Gender inequality arose 8000 years ago

At a time when human societies were abandoning their wanderlust in favour of agricultural settlements, the first inklings of gender inequality were taking root.

That’s according to a study published in the European Journal of Archaeology, which analysed 5000-to-8000-year-old graves on the Iberian Peninsula.

Accounts of historical gender inequalities have largely focused on written records. Work by the historian Gerda Lerner in the early 1990s, for instance, found that by the second century BCE gender inequalities were already entrenched in middle eastern societies.

Lerner figured that the cultural practice of valuing men over women arose some time in pre-history, before written records emerged.

Archaeologists Marta Cintas-Peña and Leonardo García Sanjuán from the University of Seville in Spain decided to plumb the archaeological record to find out if she was right.

Twenty-one sites, which together contained the remains of more than 500 individuals buried in everything from individual tombs to pit graves and collective cave burials, were analysed.

The majority of the bodies were of an undetermined sex, many of them children. Nevertheless, of the 198 whose sex was known, men were over-represented. For every female grave, there were 1.5 male graves. Children were also less common than would be expected.

“The quantity of males cannot be natural,” says Cintas-Peña, suggesting that there was a cultural element skewing the record. Women and children might not have been afforded the same likelihood of receiving a formal burial as a male in Neolithic society.

The types of objects that an individual was buried with also differed.
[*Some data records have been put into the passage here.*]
//! Policy Ports
//!
//! `PolicyPort` covers reading a stored policy (to pre-fill the edit form)
//! and the create/update submissions.

use async_trait::async_trait;

use core_kernel::{DomainPort, OperationMetadata, PolicyId, PortError};

use crate::record::{PolicyRecord, SubmissionReceipt};
use crate::submission::{CreatePolicyRequest, UpdatePolicyRequest};

/// Port for the backend's policy endpoints
#[async_trait]
pub trait PolicyPort: DomainPort {
    /// Retrieves a stored policy
    async fn get_policy(
        &self,
        id: PolicyId,
        metadata: Option<OperationMetadata>,
    ) -> Result<PolicyRecord, PortError>;

    /// Creates a policy from a complete draft
    async fn create_policy(
        &self,
        request: CreatePolicyRequest,
        metadata: Option<OperationMetadata>,
    ) -> Result<SubmissionReceipt, PortError>;

    /// Updates the mutable fields of a stored policy
    async fn update_policy(
        &self,
        id: PolicyId,
        request: UpdatePolicyRequest,
        metadata: Option<OperationMetadata>,
    ) -> Result<SubmissionReceipt, PortError>;
}

/// Mock implementation of PolicyPort for testing
///
/// Mimics the backend rules the console reacts to: unknown policy types are
/// rejected, and dealers without an active policy series get a warning while
/// the policy is still created. `with_rejection` makes every submission fail
/// with a fixed backend message.
#[cfg(any(test, feature = "mock"))]
pub mod mock {
    use super::*;
    use std::collections::{HashMap, HashSet};
    use std::sync::Arc;
    use tokio::sync::{Notify, RwLock};

    use core_kernel::DealerId;
    use domain_reference::PolicyTypeCode;

    /// In-memory mock implementation of PolicyPort
    #[derive(Debug, Default)]
    pub struct MockPolicyPort {
        policies: RwLock<HashMap<PolicyId, PolicyRecord>>,
        known_policy_types: Option<HashSet<PolicyTypeCode>>,
        dealers_with_series: Option<HashSet<DealerId>>,
        created: RwLock<Vec<CreatePolicyRequest>>,
        updated: RwLock<Vec<(PolicyId, UpdatePolicyRequest)>>,
        gate: Option<Arc<Notify>>,
        rejection: Option<String>,
        next_number: RwLock<u64>,
    }

    impl MockPolicyPort {
        pub fn new() -> Self {
            Self::default()
        }

        /// Pre-populates a stored policy
        pub fn with_policy(mut self, record: PolicyRecord) -> Self {
            self.policies.get_mut().insert(record.id, record);
            self
        }

        /// Restricts accepted policy types; others fail with "policy type not found"
        pub fn with_policy_types<I, T>(mut self, codes: I) -> Self
        where
            I: IntoIterator<Item = T>,
            T: Into<PolicyTypeCode>,
        {
            self.known_policy_types = Some(codes.into_iter().map(Into::into).collect());
            self
        }

        /// Dealers that have an active policy series; others get a warning
        pub fn with_series_for(mut self, dealers: impl IntoIterator<Item = DealerId>) -> Self {
            self.dealers_with_series = Some(dealers.into_iter().collect());
            self
        }

        /// Rejects every submission with a validation error carrying `message`
        pub fn with_rejection(mut self, message: impl Into<String>) -> Self {
            self.rejection = Some(message.into());
            self
        }

        /// Makes submissions wait until the gate is notified
        pub fn with_gate(mut self, gate: Arc<Notify>) -> Self {
            self.gate = Some(gate);
            self
        }

        pub async fn created_requests(&self) -> Vec<CreatePolicyRequest> {
            self.created.read().await.clone()
        }

        pub async fn updated_requests(&self) -> Vec<(PolicyId, UpdatePolicyRequest)> {
            self.updated.read().await.clone()
        }

        async fn wait_for_gate(&self) {
            if let Some(gate) = &self.gate {
                gate.notified().await;
            }
        }

        fn check_policy_type(&self, code: &PolicyTypeCode) -> Result<(), PortError> {
            if let Some(message) = &self.rejection {
                return Err(PortError::validation(message.clone()));
            }
            match &self.known_policy_types {
                Some(known) if !known.contains(code) => Err(PortError::validation_field(
                    format!("Policy type not found: {}", code),
                    "policyType",
                )),
                _ => Ok(()),
            }
        }
    }

    impl DomainPort for MockPolicyPort {}

    #[async_trait]
    impl PolicyPort for MockPolicyPort {
        async fn get_policy(
            &self,
            id: PolicyId,
            _metadata: Option<OperationMetadata>,
        ) -> Result<PolicyRecord, PortError> {
            self.policies
                .read()
                .await
                .get(&id)
                .cloned()
                .ok_or_else(|| PortError::not_found("Policy", id))
        }

        async fn create_policy(
            &self,
            request: CreatePolicyRequest,
            _metadata: Option<OperationMetadata>,
        ) -> Result<SubmissionReceipt, PortError> {
            self.wait_for_gate().await;
            self.created.write().await.push(request.clone());
            self.check_policy_type(&request.policy_type)?;

            let number = {
                let mut next = self.next_number.write().await;
                *next += 1;
                *next
            };
            let record = PolicyRecord {
                id: PolicyId::new_v7(),
                policy_number: Some(format!("POL-{:06}", number)),
                dealer_id: request.dealer_id,
                customer_id: request.customer_id,
                vehicle_id: request.vehicle_id,
                policy_type: request.policy_type,
                currency_id: request.currency_id,
                start_date: request.start_date,
                end_date: request.end_date,
                duration_days: request.duration_days,
                premium: request.premium,
            };
            self.policies.write().await.insert(record.id, record.clone());

            let mut receipt = SubmissionReceipt::new(record);
            if let Some(with_series) = &self.dealers_with_series {
                if !with_series.contains(&request.dealer_id) {
                    receipt = receipt.with_warning(format!(
                        "No active policy series for dealer {}; a new series will be provisioned",
                        request.dealer_id
                    ));
                }
            }
            Ok(receipt)
        }

        async fn update_policy(
            &self,
            id: PolicyId,
            request: UpdatePolicyRequest,
            _metadata: Option<OperationMetadata>,
        ) -> Result<SubmissionReceipt, PortError> {
            self.wait_for_gate().await;
            self.updated.write().await.push((id, request.clone()));
            self.check_policy_type(&request.policy_type)?;

            let mut policies = self.policies.write().await;
            let record = policies
                .get_mut(&id)
                .ok_or_else(|| PortError::not_found("Policy", id))?;
            record.policy_type = request.policy_type;
            record.start_date = request.start_date;
            record.end_date = request.end_date;
            Ok(SubmissionReceipt::new(record.clone()))
        }
    }
}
Men were more likely to be buried with arrowheads and other projectiles, women with ceramics.

Men were also over-represented in cave art from the time – most often in scenes depicting hunting and war – and were more likely than females to have signs of injury or a violent death.

“All of the evidence that we found in some way linked to the predominance of men in terms of violence,” says Cintas-Peña. “There was a difference in power and this difference in power maybe was based in the use of violence by males.”
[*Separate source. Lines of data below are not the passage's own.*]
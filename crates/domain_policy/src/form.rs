//! Policy form state controller
//!
//! `PolicyForm` owns a [`PolicyDraft`] plus the keyed lookups that feed its
//! select controls, and propagates derived state on every change:
//!
//! - a new dealer clears customer and vehicle
//! - a new customer clears vehicle
//! - duration (or start date) recomputes the end date while creating
//! - a manual end date drops the duration
//! - the price query is keyed by the full pricing input, so any change to it
//!   asks for a fresh price; editing an existing policy never does
//!
//! Remote fetches are driven from outside: [`PolicyForm::begin_fetches`]
//! hands out one ticket per slot that needs data and
//! [`PolicyForm::apply`] stores the answer. Answers for a key the form has
//! since moved away from are dropped.

use chrono::NaiveDate;
use rust_decimal::Decimal;

use core_kernel::{
    end_date_for, CurrencyId, CustomerId, DealerId, KeyedQuery, PolicyId, QueryState,
    QueryTicket, VehicleId,
};
use domain_pricing::{CalculatedPrice, PriceCalculationRequest};
use domain_reference::{CurrencyOption, Customer, Dealer, PolicyType, PolicyTypeCode, Vehicle};

use crate::draft::PolicyDraft;
use crate::record::PolicyRecord;

/// Whether the form creates a new policy or edits a stored one
#[derive(Debug, Clone, Copy, PartialEq, Eq)]
pub enum FormMode {
    Create,
    Edit(PolicyId),
}

/// A fetch the form is waiting for
#[derive(Debug, Clone)]
pub enum FetchRequest {
    Dealers(QueryTicket<()>),
    PolicyTypes(QueryTicket<()>),
    Currencies(QueryTicket<()>),
    Customers(QueryTicket<DealerId>),
    Vehicles(QueryTicket<CustomerId>),
    Price(QueryTicket<PriceCalculationRequest>),
}

/// The answer to a [`FetchRequest`]
#[derive(Debug, Clone)]
pub enum FetchOutcome {
    Dealers(QueryTicket<()>, Result<Vec<Dealer>, String>),
    PolicyTypes(QueryTicket<()>, Result<Vec<PolicyType>, String>),
    Currencies(QueryTicket<()>, Result<Vec<CurrencyOption>, String>),
    Customers(QueryTicket<DealerId>, Result<Vec<Customer>, String>),
    Vehicles(QueryTicket<CustomerId>, Result<Vec<Vehicle>, String>),
    Price(QueryTicket<PriceCalculationRequest>, Result<CalculatedPrice, String>),
}

/// State of the policy create/edit form
#[derive(Debug, Clone)]
pub struct PolicyForm {
    mode: FormMode,
    draft: PolicyDraft,
    dealers: KeyedQuery<(), Vec<Dealer>>,
    policy_types: KeyedQuery<(), Vec<PolicyType>>,
    currencies: KeyedQuery<(), Vec<CurrencyOption>>,
    customers: KeyedQuery<DealerId, Vec<Customer>>,
    vehicles: KeyedQuery<CustomerId, Vec<Vehicle>>,
    price: KeyedQuery<PriceCalculationRequest, CalculatedPrice>,
}

impl Default for PolicyForm {
    fn default() -> Self {
        Self::new()
    }
}

impl PolicyForm {
    /// An empty form for a new policy
    pub fn new() -> Self {
        Self::with_draft(FormMode::Create, PolicyDraft::new())
    }

    /// A form editing a stored policy
    pub fn edit(record: &PolicyRecord) -> Self {
        Self::with_draft(FormMode::Edit(record.id), PolicyDraft::from_record(record))
    }

    fn with_draft(mode: FormMode, draft: PolicyDraft) -> Self {
        let mut form = Self {
            mode,
            draft,
            dealers: KeyedQuery::new(),
            policy_types: KeyedQuery::new(),
            currencies: KeyedQuery::new(),
            customers: KeyedQuery::new(),
            vehicles: KeyedQuery::new(),
            price: KeyedQuery::new(),
        };
        form.dealers.set_key(Some(()));
        form.policy_types.set_key(Some(()));
        form.currencies.set_key(Some(()));
        form.refresh_keys();
        form
    }

    pub fn mode(&self) -> FormMode {
        self.mode
    }

    pub fn is_editing(&self) -> bool {
        matches!(self.mode, FormMode::Edit(_))
    }

    pub fn draft(&self) -> &PolicyDraft {
        &self.draft
    }

    // ------------------------------------------------------------------
    // Setters
    // ------------------------------------------------------------------

    /// Chooses the dealer; a different dealer clears customer and vehicle
    pub fn set_dealer(&mut self, dealer_id: Option<DealerId>) {
        if self.identity_locked("dealer") || self.draft.dealer_id == dealer_id {
            return;
        }
        self.draft.dealer_id = dealer_id;
        self.draft.customer_id = None;
        self.draft.vehicle_id = None;
        tracing::debug!(dealer_id = ?dealer_id, "dealer changed, customer and vehicle cleared");
        self.refresh_keys();
    }

    /// Chooses the customer; a different customer clears the vehicle
    pub fn set_customer(&mut self, customer_id: Option<CustomerId>) {
        if self.identity_locked("customer") || self.draft.customer_id == customer_id {
            return;
        }
        self.draft.customer_id = customer_id;
        self.draft.vehicle_id = None;
        tracing::debug!(customer_id = ?customer_id, "customer changed, vehicle cleared");
        self.refresh_keys();
    }

    pub fn set_vehicle(&mut self, vehicle_id: Option<VehicleId>) {
        if self.identity_locked("vehicle") {
            return;
        }
        self.draft.vehicle_id = vehicle_id;
        self.refresh_keys();
    }

    pub fn set_policy_type(&mut self, policy_type: Option<PolicyTypeCode>) {
        self.draft.policy_type = policy_type;
        self.refresh_keys();
    }

    pub fn set_currency(&mut self, currency_id: Option<CurrencyId>) {
        self.draft.currency_id = currency_id;
        self.refresh_keys();
    }

    pub fn set_start_date(&mut self, start_date: Option<NaiveDate>) {
        self.draft.start_date = start_date;
        self.derive_end_date();
        self.refresh_keys();
    }

    /// Sets the end date by hand, which drops the duration
    pub fn set_end_date(&mut self, end_date: Option<NaiveDate>) {
        self.draft.end_date = end_date;
        self.draft.duration_days = None;
        self.refresh_keys();
    }

    /// Sets the duration; while creating, the end date follows it
    pub fn set_duration_days(&mut self, duration_days: Option<u32>) {
        self.draft.duration_days = duration_days;
        self.derive_end_date();
        self.refresh_keys();
    }

    /// Sets the premium typed by the user (`None` clears it)
    pub fn set_premium(&mut self, premium: Option<Decimal>) {
        self.draft.premium = premium;
    }

    fn identity_locked(&self, field: &'static str) -> bool {
        if let FormMode::Edit(policy_id) = self.mode {
            tracing::debug!(%policy_id, field, "identity fields are fixed after creation, change ignored");
            return true;
        }
        false
    }

    fn derive_end_date(&mut self) {
        if self.is_editing() {
            return;
        }
        if let (Some(start), Some(days)) = (self.draft.start_date, self.draft.duration_days) {
            if let Some(end) = end_date_for(start, days) {
                self.draft.end_date = Some(end);
            }
        }
    }

    fn refresh_keys(&mut self) {
        self.customers.set_key(self.draft.dealer_id);
        self.vehicles.set_key(self.draft.customer_id);
        let price_key = match self.mode {
            FormMode::Create => self.draft.price_request(),
            FormMode::Edit(_) => None,
        };
        if self.price.set_key(price_key) && self.price.key().is_some() {
            tracing::debug!("pricing inputs changed, price requested");
        }
    }

    // ------------------------------------------------------------------
    // Option sets and derived values
    // ------------------------------------------------------------------

    pub fn dealers(&self) -> &[Dealer] {
        self.dealers.data().map(Vec::as_slice).unwrap_or(&[])
    }

    pub fn policy_types(&self) -> &[PolicyType] {
        self.policy_types.data().map(Vec::as_slice).unwrap_or(&[])
    }

    pub fn currencies(&self) -> &[CurrencyOption] {
        self.currencies.data().map(Vec::as_slice).unwrap_or(&[])
    }

    /// Customers of the chosen dealer (empty until loaded or on failure)
    pub fn customers(&self) -> &[Customer] {
        self.customers.data().map(Vec::as_slice).unwrap_or(&[])
    }

    /// Vehicles of the chosen customer (empty until loaded or on failure)
    pub fn vehicles(&self) -> &[Vehicle] {
        self.vehicles.data().map(Vec::as_slice).unwrap_or(&[])
    }

    pub fn customers_state(&self) -> &QueryState<Vec<Customer>> {
        self.customers.state()
    }

    pub fn vehicles_state(&self) -> &QueryState<Vec<Vehicle>> {
        self.vehicles.state()
    }

    pub fn price_state(&self) -> &QueryState<CalculatedPrice> {
        self.price.state()
    }

    /// The customer select is usable once the dealer's customers loaded
    pub fn customer_select_enabled(&self) -> bool {
        self.draft.dealer_id.is_some() && self.customers.is_ready()
    }

    /// The vehicle select is usable once the customer's vehicles loaded
    pub fn vehicle_select_enabled(&self) -> bool {
        self.customer_select_enabled()
            && self.draft.customer_id.is_some()
            && self.vehicles.is_ready()
    }

    /// The latest calculated price for the current inputs
    pub fn calculated_price(&self) -> Option<&CalculatedPrice> {
        self.price.data()
    }

    /// The premium offered as a default (placeholder) for the premium field
    pub fn suggested_premium(&self) -> Option<Decimal> {
        self.calculated_price().map(CalculatedPrice::suggested_premium)
    }

    /// The premium that will be submitted: typed value first, else the suggestion
    pub fn effective_premium(&self) -> Option<Decimal> {
        self.draft.premium.or_else(|| self.suggested_premium())
    }

    // ------------------------------------------------------------------
    // Fetch protocol
    // ------------------------------------------------------------------

    /// Tickets for every slot that needs data, in cascade order
    pub fn begin_fetches(&mut self) -> Vec<FetchRequest> {
        let mut requests = Vec::new();
        if let Some(t) = self.dealers.begin() {
            requests.push(FetchRequest::Dealers(t));
        }
        if let Some(t) = self.policy_types.begin() {
            requests.push(FetchRequest::PolicyTypes(t));
        }
        if let Some(t) = self.currencies.begin() {
            requests.push(FetchRequest::Currencies(t));
        }
        if let Some(t) = self.customers.begin() {
            requests.push(FetchRequest::Customers(t));
        }
        if let Some(t) = self.vehicles.begin() {
            requests.push(FetchRequest::Vehicles(t));
        }
        if let Some(t) = self.price.begin() {
            requests.push(FetchRequest::Price(t));
        }
        requests
    }

    /// Stores a fetch result; returns false if it was stale and dropped
    pub fn apply(&mut self, outcome: FetchOutcome) -> bool {
        let applied = match outcome {
            FetchOutcome::Dealers(t, r) => self.dealers.complete(t, r),
            FetchOutcome::PolicyTypes(t, r) => self.policy_types.complete(t, r),
            FetchOutcome::Currencies(t, r) => self.currencies.complete(t, r),
            FetchOutcome::Customers(t, r) => self.customers.complete(t, r),
            FetchOutcome::Vehicles(t, r) => self.vehicles.complete(t, r),
            FetchOutcome::Price(t, r) => self.price.complete(t, r),
        };
        if !applied {
            tracing::debug!("stale fetch result discarded");
        }
        applied
    }

    /// Marks the vehicle list for refetching (after a vehicle was added)
    pub fn invalidate_vehicles(&mut self) {
        self.vehicles.invalidate();
    }

    /// Replaces the form with the stored policy returned by the backend
    pub fn accept(&mut self, record: &PolicyRecord) {
        *self = Self::edit(record);
    }
}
But there were lots of similarities, too. The very best graves at any given site, for instance, didn’t always belong to a man, so males didn’t enjoy outright dominance at the expense of women.

The findings could put to rest debates about whether gender inequalities are determined by biological differences, or are a facet of human culture, according to Cintas-Peña.

“If we can say that gender inequality began in the Neolithic, or in the Copper Age or in any period, it means that it’s something cultural, it’s not something biologically determined,” she says.

The emergence of gender differences was likely just one of many profound changes that took place in Neolithic societies, along with social inequalities that arose as people started to accumulate private property, adds Cintas-Peña.

“Gender inequality in my opinion had a really central role in the origin of social complexity,” she says.

Not everyone is convinced.

“I would argue that anthropological research can provide much more clues about the origins of gender inequality,” says archaeologist Francisco Almeida from the Taungurung Clans Aboriginal Corporation (TCAC) in Victoria, Australia, who was not involved in the study.

Still, Cintas-Peña believes the differences her study has uncovered are enough to warrant a closer look at other archaeological sites from the Neolithic for additional evidence.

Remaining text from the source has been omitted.